EXERCISE INSTRUCTIONS: Using the word "matched" as the filter, copy each matching line from the records.

☆ ☆ ☆ ☆

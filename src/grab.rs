//! Installs the blocking key grab on target windows.

use tracing::{debug, info};

use crate::backend::{BackendError, WindowSystem};
use crate::domain::{KeySpec, WindowHandle};
use crate::keysym::KeyError;
use crate::modmask::vary_modmask;

/// Outcome of a grab pass over one window.
#[derive(Debug, Clone, Copy, Default, PartialEq, Eq)]
pub struct GrabReport {
    /// Mask variants the server accepted.
    pub installed: usize,
    /// Mask variants the server rejected.
    pub failed: usize,
}

/// Grabs the configured key on windows so it never reaches them.
#[derive(Debug, Clone)]
pub struct KeyGrabber {
    key: KeySpec,
    keycode: u8,
    masks: Vec<u16>,
    dry_run: bool,
}

impl KeyGrabber {
    /// Resolve the key against the display's current keyboard map.
    pub fn new<W: WindowSystem + ?Sized>(
        ws: &W,
        key: KeySpec,
        dry_run: bool,
    ) -> Result<Self, KeyError> {
        let keycode = ws
            .keycode_for(key.keysym)
            .ok_or(KeyError::NotMapped(key.keysym))?;
        let masks = vary_modmask(key.modifiers, &key.ignored);
        debug!(
            "Blocking {} as keycode {} with masks {:x?}",
            key, keycode, masks
        );

        Ok(Self {
            key,
            keycode,
            masks,
            dry_run,
        })
    }

    pub fn key(&self) -> &KeySpec {
        &self.key
    }

    pub fn keycode(&self) -> u8 {
        self.keycode
    }

    /// Grab the key on `window` under every modifier variant.
    ///
    /// Grabbing again what is already grabbed is harmless, so this is safe to
    /// repeat for the same window. Rejected variants are skipped; only a lost
    /// connection aborts the pass.
    pub fn protect<W: WindowSystem + ?Sized>(
        &self,
        ws: &W,
        window: Option<WindowHandle>,
    ) -> Result<GrabReport, BackendError> {
        let mut report = GrabReport::default();
        let Some(window) = window.and_then(WindowHandle::non_null) else {
            return Ok(report);
        };

        if self.dry_run {
            info!("[dry-run] Would block {} on window {}", self.key, window);
            return Ok(report);
        }

        for &mask in &self.masks {
            match ws.grab_key(window, self.keycode, mask) {
                Ok(()) => report.installed += 1,
                Err(e) if e.is_fatal() => return Err(e),
                Err(e) => {
                    debug!("Grab of mask {:#06x} on {} failed: {}", mask, window, e);
                    report.failed += 1;
                }
            }
        }

        if report.installed > 0 {
            info!("Blocking {} on window {}", self.key, window);
        }
        Ok(report)
    }
}
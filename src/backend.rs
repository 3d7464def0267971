//! Window system backends.
//!
//! The focus tracker, classifier and grab manager only talk to the display
//! server through [`WindowSystem`], so they can be driven by the real X11
//! connection or by an in-memory fake in tests.

#[cfg(test)]
pub(crate) mod fake;
mod x11;

use async_trait::async_trait;
use thiserror::Error;
pub use x11::X11Display;

use crate::domain::{WindowClass, WindowHandle, WmEvent};

/// Connection to a display server with EWMH window manager conventions.
#[async_trait(?Send)]
pub trait WindowSystem {
    /// Ask for property change notifications on the root window.
    fn subscribe_root(&self) -> Result<(), BackendError>;

    /// Windows listed in the root window's `_NET_CLIENT_LIST`.
    ///
    /// An absent property is an empty list.
    fn client_list(&self) -> Result<Vec<WindowHandle>, BackendError>;

    /// The window named by the root window's `_NET_ACTIVE_WINDOW`.
    ///
    /// Returns [`WindowHandle::NONE`] when the property is absent or zero.
    fn active_window(&self) -> Result<WindowHandle, BackendError>;

    /// WM_CLASS of a window.
    ///
    /// `Ok(None)` means the window no longer exists (or could not be
    /// resolved for any protocol-level reason). Only connection failures are
    /// errors.
    fn window_class(&self, window: WindowHandle) -> Result<Option<WindowClass>, BackendError>;

    /// Keycode currently producing `keysym`, if any.
    fn keycode_for(&self, keysym: u32) -> Option<u8>;

    /// Install a passive asynchronous key grab on `window`.
    ///
    /// Per-request protocol errors (window vanished, access denied) come back
    /// as [`BackendError::Request`].
    fn grab_key(&self, window: WindowHandle, keycode: u8, modifiers: u16)
    -> Result<(), BackendError>;

    /// Push buffered requests to the server.
    fn flush(&self) -> Result<(), BackendError>;

    /// Wait for the next protocol event.
    ///
    /// This is the only call that suspends.
    async fn next_event(&mut self) -> Result<WmEvent, BackendError>;
}

/// Errors that can occur talking to the display server.
#[derive(Error, Debug)]
pub enum BackendError {
    #[error("Failed to connect to display: {0}")]
    ConnectFailed(String),

    #[error("Display connection lost: {0}")]
    Connection(String),

    #[error("Request rejected by display server: {0}")]
    Request(String),
}

impl BackendError {
    /// Returns true for errors that leave the connection unusable.
    pub fn is_fatal(&self) -> bool {
        !matches!(self, Self::Request(_))
    }
}
//! One connected run of the daemon: startup scan plus the event loop.

use std::convert::Infallible;

use thiserror::Error;
use tracing::{debug, info, trace};

use crate::backend::{BackendError, WindowSystem};
use crate::classify::WindowClassifier;
use crate::config::Config;
use crate::domain::{WindowClass, WindowHandle, WmEvent};
use crate::grab::KeyGrabber;
use crate::keysym::KeyError;
use crate::tracker::{FocusOutcome, FocusTracker};

/// Errors that end a session.
#[derive(Error, Debug)]
pub enum SessionError {
    #[error(transparent)]
    Backend(#[from] BackendError),

    #[error(transparent)]
    Key(#[from] KeyError),
}

/// Counts from the startup pass.
#[derive(Debug, Clone, Copy, Default, PartialEq, Eq)]
pub struct StartupReport {
    /// Client-list windows looked at.
    pub scanned: usize,
    /// Windows that matched and were grabbed (focused window included).
    pub protected: usize,
}

/// A client window as seen by `scan_clients`.
#[derive(Debug, Clone, PartialEq, Eq)]
pub struct ClientInfo {
    pub window: WindowHandle,
    /// `None` if the window vanished before it could be queried.
    pub class: Option<WindowClass>,
    pub matches: bool,
}

/// Display connection plus everything derived from it.
///
/// Dropping a session discards all of its state, including the last seen
/// focused window.
pub struct Session<W> {
    ws: W,
    classifier: WindowClassifier,
    grabber: KeyGrabber,
    tracker: FocusTracker,
}

impl<W: WindowSystem> Session<W> {
    /// Set up a session on a fresh connection.
    pub fn new(ws: W, config: &Config) -> Result<Self, SessionError> {
        let key = config.key_spec()?;
        let grabber = KeyGrabber::new(&ws, key, config.dry_run)?;
        let classifier = WindowClassifier::new(config.target_class.clone(), config.class_match);

        Ok(Self {
            ws,
            classifier,
            grabber,
            tracker: FocusTracker::new(),
        })
    }

    pub fn tracker(&self) -> &FocusTracker {
        &self.tracker
    }

    /// Subscribe to focus changes and protect windows that already exist.
    ///
    /// The subscription is made first so no focus change is lost between the
    /// scan and the event loop.
    pub fn start(&mut self) -> Result<StartupReport, SessionError> {
        self.ws.subscribe_root()?;

        let mut report = StartupReport::default();
        for window in self.ws.client_list()? {
            report.scanned += 1;
            if self.protect_if_target(window)? {
                report.protected += 1;
            }
        }

        let focused = self.ws.active_window()?;
        if self.protect_if_target(focused)? {
            report.protected += 1;
        }
        self.ws.flush()?;

        info!(
            "Watching {} windows for {}: {} existing windows scanned, {} protected",
            self.classifier.target(),
            self.grabber.key(),
            report.scanned,
            report.protected
        );
        Ok(report)
    }

    /// Run the event loop until the connection fails.
    pub async fn run(&mut self) -> Result<Infallible, SessionError> {
        loop {
            let event = self.ws.next_event().await?;
            self.dispatch(&event)?;
        }
    }

    /// Handle a single event.
    pub fn dispatch(&mut self, event: &WmEvent) -> Result<(), SessionError> {
        match event {
            WmEvent::PropertyChanged {
                window,
                property,
                deleted,
            } => {
                if *deleted {
                    trace!("Property {:?} deleted on {}", property, window);
                }
                let outcome = self.tracker.on_notification(
                    &self.ws,
                    &self.classifier,
                    &self.grabber,
                    event,
                )?;
                if let FocusOutcome::Changed { window, protected } = outcome {
                    trace!("Focus on {} (protected={})", window, protected);
                }
            }
            WmEvent::KeyPressed {
                window,
                keycode,
                state,
            } if *keycode == self.grabber.keycode() => {
                info!(
                    "Blocked {} in window {} (modifier state {:#06x})",
                    self.grabber.key(),
                    window,
                    state
                );
            }
            WmEvent::ProtocolError { kind, bad_value } => {
                debug!("X error {} for {:#x}", kind, bad_value);
            }
            WmEvent::KeyPressed { .. } | WmEvent::Other => {}
        }
        Ok(())
    }

    /// Returns true if `window` matched and at least one grab was installed.
    fn protect_if_target(&self, window: WindowHandle) -> Result<bool, BackendError> {
        Ok(self.classifier.matches(&self.ws, Some(window))?
            && self.grabber.protect(&self.ws, Some(window))?.installed > 0)
    }
}

/// List every client window with its class, without grabbing anything.
pub fn scan_clients<W: WindowSystem + ?Sized>(
    ws: &W,
    classifier: &WindowClassifier,
) -> Result<Vec<ClientInfo>, BackendError> {
    ws.client_list()?
        .into_iter()
        .map(|window| {
            let class = ws.window_class(window)?;
            let matches = class
                .as_ref()
                .and_then(WindowClass::most_specific)
                .is_some_and(|name| classifier.class_matches(name));
            Ok(ClientInfo {
                window,
                class,
                matches,
            })
        })
        .collect()
}
//! Focus change tracking.
//!
//! Watches `_NET_ACTIVE_WINDOW` notifications and protects each newly
//! focused window that belongs to the target application.

use tracing::{debug, trace};

use crate::backend::{BackendError, WindowSystem};
use crate::classify::WindowClassifier;
use crate::domain::{WindowHandle, WmEvent, WmProperty};
use crate::grab::KeyGrabber;

/// What a notification amounted to.
#[derive(Debug, Clone, Copy, PartialEq, Eq)]
pub enum FocusOutcome {
    /// Not an active-window notification.
    Ignored,
    /// Focus is still on the last seen window.
    Unchanged,
    /// Focus moved to `window`; `protected` if it matched and at least one
    /// grab was installed.
    Changed {
        window: WindowHandle,
        protected: bool,
    },
}

/// Remembers the last focused window.
#[derive(Debug, Default)]
pub struct FocusTracker {
    /// `None` until the first notification has been processed.
    last_seen: Option<WindowHandle>,
}

impl FocusTracker {
    pub fn new() -> Self {
        Self::default()
    }

    /// Last window seen focused, `None` while still unknown.
    pub fn last_seen(&self) -> Option<WindowHandle> {
        self.last_seen
    }

    /// Process one protocol event.
    ///
    /// Grabs are only ever added; a window that loses focus keeps its grab.
    pub fn on_notification<W: WindowSystem + ?Sized>(
        &mut self,
        ws: &W,
        classifier: &WindowClassifier,
        grabber: &KeyGrabber,
        event: &WmEvent,
    ) -> Result<FocusOutcome, BackendError> {
        if !matches!(
            event,
            WmEvent::PropertyChanged {
                property: WmProperty::ActiveWindow,
                ..
            }
        ) {
            return Ok(FocusOutcome::Ignored);
        }

        let window = ws.active_window()?;
        if self.last_seen == Some(window) {
            trace!("Active window unchanged: {}", window);
            return Ok(FocusOutcome::Unchanged);
        }

        debug!(
            "Focus changed: {} -> {}",
            self.last_seen
                .map_or_else(|| "unknown".to_string(), |w| w.to_string()),
            window
        );
        self.last_seen = Some(window);

        let protected = classifier.matches(ws, Some(window))?
            && grabber.protect(ws, Some(window))?.installed > 0;

        Ok(FocusOutcome::Changed { window, protected })
    }
}

#[cfg(test)]
mod tests {
    use super::*;
    use crate::backend::fake::{FakeWindowSystem, active_window_changed};
    use crate::config::{ClassMatch, Config};

    struct Fixture {
        ws: FakeWindowSystem,
        classifier: WindowClassifier,
        grabber: KeyGrabber,
        tracker: FocusTracker,
    }

    impl Fixture {
        fn new() -> Self {
            let ws = FakeWindowSystem::new();
            let grabber =
                KeyGrabber::new(&ws, Config::default().key_spec().unwrap(), false).unwrap();
            Self {
                ws,
                classifier: WindowClassifier::new("Firefox", ClassMatch::Exact),
                grabber,
                tracker: FocusTracker::new(),
            }
        }

        fn focus(&mut self, xid: u32) -> FocusOutcome {
            self.ws.state.set_active(xid);
            self.deliver(&active_window_changed())
        }

        fn deliver(&mut self, event: &WmEvent) -> FocusOutcome {
            self.tracker
                .on_notification(&self.ws, &self.classifier, &self.grabber, event)
                .unwrap()
        }
    }

    #[test]
    fn test_starts_unknown() {
        assert_eq!(FocusTracker::new().last_seen(), None);
    }

    #[test]
    fn test_unrelated_events_are_ignored() {
        let mut fx = Fixture::new();
        fx.ws.state.set_active(11);
        fx.ws.state.add_window(11, &["Navigator", "Firefox"]);

        let events = [
            WmEvent::PropertyChanged {
                window: WindowHandle::from_raw(1),
                property: WmProperty::ClientList,
                deleted: false,
            },
            WmEvent::PropertyChanged {
                window: WindowHandle::from_raw(1),
                property: WmProperty::Other(355),
                deleted: false,
            },
            WmEvent::KeyPressed {
                window: WindowHandle::from_raw(11),
                keycode: 24,
                state: 0x04,
            },
            WmEvent::Other,
        ];
        for event in &events {
            assert_eq!(fx.deliver(event), FocusOutcome::Ignored);
        }

        assert_eq!(fx.tracker.last_seen(), None);
        assert_eq!(fx.ws.state.class_query_count(), 0);
    }

    #[test]
    fn test_target_window_gets_protected() {
        let mut fx = Fixture::new();
        fx.ws.state.add_window(11, &["Navigator", "Firefox"]);

        let outcome = fx.focus(11);
        let w = WindowHandle::from_raw(11);
        assert_eq!(
            outcome,
            FocusOutcome::Changed {
                window: w,
                protected: true
            }
        );
        assert_eq!(fx.ws.state.grabbed_windows().into_iter().collect::<Vec<_>>(), [w]);
    }

    #[test]
    fn test_repeated_notification_is_suppressed() {
        let mut fx = Fixture::new();
        fx.ws.state.add_window(11, &["Navigator", "Firefox"]);

        fx.focus(11);
        let queries = fx.ws.state.class_query_count();
        let requests = fx.ws.state.grab_requests.borrow().len();

        assert_eq!(fx.focus(11), FocusOutcome::Unchanged);
        assert_eq!(fx.ws.state.class_query_count(), queries);
        assert_eq!(fx.ws.state.grab_requests.borrow().len(), requests);
    }

    #[test]
    fn test_repeated_none_is_suppressed() {
        let mut fx = Fixture::new();

        assert_eq!(
            fx.focus(0),
            FocusOutcome::Changed {
                window: WindowHandle::NONE,
                protected: false
            }
        );
        assert_eq!(fx.focus(0), FocusOutcome::Unchanged);
        assert_eq!(fx.tracker.last_seen(), Some(WindowHandle::NONE));
        assert_eq!(fx.ws.state.class_query_count(), 0);
    }

    #[test]
    fn test_non_target_window_is_not_grabbed() {
        let mut fx = Fixture::new();
        fx.ws.state.add_window(20, &["xterm", "XTerm"]);

        let outcome = fx.focus(20);
        assert_eq!(
            outcome,
            FocusOutcome::Changed {
                window: WindowHandle::from_raw(20),
                protected: false
            }
        );
        assert_eq!(fx.tracker.last_seen(), Some(WindowHandle::from_raw(20)));
        assert!(fx.ws.state.grab_requests.borrow().is_empty());
    }

    #[test]
    fn test_destroyed_window_still_updates_state() {
        let mut fx = Fixture::new();

        let outcome = fx.focus(30);
        assert_eq!(
            outcome,
            FocusOutcome::Changed {
                window: WindowHandle::from_raw(30),
                protected: false
            }
        );
        assert_eq!(fx.tracker.last_seen(), Some(WindowHandle::from_raw(30)));
        assert!(fx.ws.state.grab_requests.borrow().is_empty());
    }

    #[test]
    fn test_switching_away_keeps_existing_grab() {
        let mut fx = Fixture::new();
        fx.ws.state.add_window(11, &["Navigator", "Firefox"]);
        fx.ws.state.add_window(20, &["xterm", "XTerm"]);

        fx.focus(11);
        let grabs = fx.ws.state.grabs.borrow().clone();
        fx.focus(20);
        assert_eq!(*fx.ws.state.grabs.borrow(), grabs);

        // Coming back re-grabs, which changes nothing.
        assert_eq!(
            fx.focus(11),
            FocusOutcome::Changed {
                window: WindowHandle::from_raw(11),
                protected: true
            }
        );
        assert_eq!(*fx.ws.state.grabs.borrow(), grabs);
    }

    #[test]
    fn test_dry_run_is_not_counted_as_protected() {
        let mut fx = Fixture::new();
        fx.grabber = KeyGrabber::new(&fx.ws, Config::default().key_spec().unwrap(), true).unwrap();
        fx.ws.state.add_window(11, &["Navigator", "Firefox"]);

        assert_eq!(
            fx.focus(11),
            FocusOutcome::Changed {
                window: WindowHandle::from_raw(11),
                protected: false
            }
        );
        assert!(fx.ws.state.grabs.borrow().is_empty());
    }

    #[test]
    fn test_fully_rejected_grab_is_not_counted_as_protected() {
        let mut fx = Fixture::new();
        fx.ws.state.add_window(11, &["Navigator", "Firefox"]);
        fx.ws.state.rejected_masks.borrow_mut().extend([0x04, 0x06, 0x14, 0x16]);

        assert_eq!(
            fx.focus(11),
            FocusOutcome::Changed {
                window: WindowHandle::from_raw(11),
                protected: false
            }
        );
        assert_eq!(fx.ws.state.grab_requests.borrow().len(), 4);
    }

    #[test]
    fn test_lost_connection_propagates() {
        let mut fx = Fixture::new();
        fx.ws.state.disconnected.set(true);

        let result = fx.tracker.on_notification(
            &fx.ws,
            &fx.classifier,
            &fx.grabber,
            &active_window_changed(),
        );
        assert!(result.is_err());
    }
}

☆ ☆ ☆ ☆

RESPONSE AREA:
    /// Windows that matched and were grabbed (focused window included).
    /// Returns true if `window` matched and at least one grab was installed.
    /// Focus moved to `window`; `protected` if it matched and at least one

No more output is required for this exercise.